On average, electronics trades workers, which includes communication operators, can expect to earn between $1 000 and $1 249 per week ($52 000 and $64 999 per year), depending on the organisation they work for, and their level of experience. As a communications operator develops their skills, their earning potential will generally increase.
A communications operator may use: spanners; wrenches; Allen keys; screw drivers; vernier and calliper gauges; taps and dies; assorted drifts, punches and chisels; hammers; drills; pullers and extractors and diagnostic tools, such as ammeter/voltmeter. Compressors may be used to power machines and air tools to minimise risk of fire.
To become a communications operator you usually need to complete a qualification in electronics and communications.
The Certificate IV in Electronics and Communications is offered at TAFE Colleges and other registered organisations throughout Western Australia.

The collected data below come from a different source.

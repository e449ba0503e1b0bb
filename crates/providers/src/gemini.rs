use async_trait::async_trait;
use reqwest::Client;
use serde::{Deserialize, Serialize};
use tracing::debug;

use crate::error::{ProviderError, Result};
use crate::http::{check_status, trim_base_url};
use crate::provider::Provider;
use crate::types::{Completion, CompletionRequest, TokenUsage};

pub const DEFAULT_BASE_URL: &str = "https://generativelanguage.googleapis.com";

#[derive(Debug, Serialize, Deserialize)]
struct Part {
    #[serde(default)]
    text: String,
}

#[derive(Debug, Serialize)]
struct Content<'a> {
    #[serde(skip_serializing_if = "Option::is_none")]
    role: Option<&'a str>,
    parts: Vec<Part>,
}

#[derive(Debug, Serialize)]
#[serde(rename_all = "camelCase")]
struct GenerationConfig {
    temperature: f32,
    max_output_tokens: u32,
}

#[derive(Debug, Serialize)]
#[serde(rename_all = "camelCase")]
struct GenerateContentRequest<'a> {
    system_instruction: Content<'a>,
    contents: Vec<Content<'a>>,
    generation_config: GenerationConfig,
}

#[derive(Debug, Deserialize)]
#[serde(rename_all = "camelCase")]
struct GenerateContentResponse {
    #[serde(default)]
    candidates: Vec<Candidate>,
    #[serde(default)]
    usage_metadata: Option<UsageMetadata>,
}

#[derive(Debug, Deserialize)]
struct Candidate {
    content: CandidateContent,
}

#[derive(Debug, Deserialize)]
struct CandidateContent {
    #[serde(default)]
    parts: Vec<Part>,
}

#[derive(Debug, Deserialize)]
#[serde(rename_all = "camelCase")]
struct UsageMetadata {
    #[serde(default)]
    prompt_token_count: u64,
    #[serde(default)]
    candidates_token_count: u64,
}

/// generateContent client
#[derive(Clone)]
pub struct GeminiClient {
    client: Client,
    api_key: String,
    base_url: String,
}

impl GeminiClient {
    pub fn new(api_key: impl Into<String>) -> Self {
        Self::with_base_url(api_key, DEFAULT_BASE_URL)
    }

    pub fn with_base_url(api_key: impl Into<String>, base_url: impl Into<String>) -> Self {
        Self {
            client: Client::new(),
            api_key: api_key.into(),
            base_url: trim_base_url(base_url),
        }
    }
}

#[async_trait]
impl Provider for GeminiClient {
    fn name(&self) -> &str {
        "gemini"
    }

    async fn send(&self, request: &CompletionRequest) -> Result<Completion> {
        let body = GenerateContentRequest {
            system_instruction: Content {
                role: None,
                parts: vec![Part {
                    text: request.system_prompt.clone(),
                }],
            },
            contents: vec![Content {
                role: Some("user"),
                parts: vec![Part {
                    text: request.prompt.clone(),
                }],
            }],
            generation_config: GenerationConfig {
                temperature: request.options.temperature,
                max_output_tokens: request.options.max_tokens,
            },
        };
        debug!(model = %request.options.model, prompt_chars = request.prompt.len(), "Sending generateContent");

        let response = self
            .client
            .post(format!(
                "{}/v1beta/models/{}:generateContent",
                self.base_url, request.options.model
            ))
            .header("x-goog-api-key", &self.api_key)
            .timeout(request.options.timeout)
            .json(&body)
            .send()
            .await?;
        let response = check_status(self.name(), response).await?;
        let parsed: GenerateContentResponse = response.json().await?;

        let text: String = parsed
            .candidates
            .into_iter()
            .next()
            .map(|c| c.content.parts.into_iter().map(|p| p.text).collect())
            .unwrap_or_default();
        if text.is_empty() {
            return Err(ProviderError::InvalidResponse(
                "No candidates returned".to_string(),
            ));
        }
        let usage = parsed
            .usage_metadata
            .map(|u| TokenUsage {
                input_tokens: u.prompt_token_count,
                output_tokens: u.candidates_token_count,
            })
            .unwrap_or_default();

        Ok(Completion {
            text,
            usage,
            model: request.options.model.clone(),
        })
    }
}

You can also complete an apprenticeship or traineeship. The electronics and communications traineeship usually takes 12 months to complete.
The electronic servicing (communications) or (digital) apprenticeships usually take 48 months to complete and are available as school-based apprenticeships.
Apprenticeships and traineeships
As an apprentice or trainee, you enter into a formal training contract with an employer. You spend most of your time working and learning practical skills on the job and you spend some time undertaking structured training with a registered training provider of your choice. They will assess your skills and when you are competent in all areas, you will be awarded a nationally recognised qualification.
If you are still at school you can access an apprenticeship through your school. You generally start your school based apprenticeship by attending school three days a week, spending one day at a registered training organisation and one day at work. Talk to your school's VET Co-ordinator to start your training now through VET in Schools. If you get a full-time apprenticeship you can apply to leave school before reaching the school leaving age.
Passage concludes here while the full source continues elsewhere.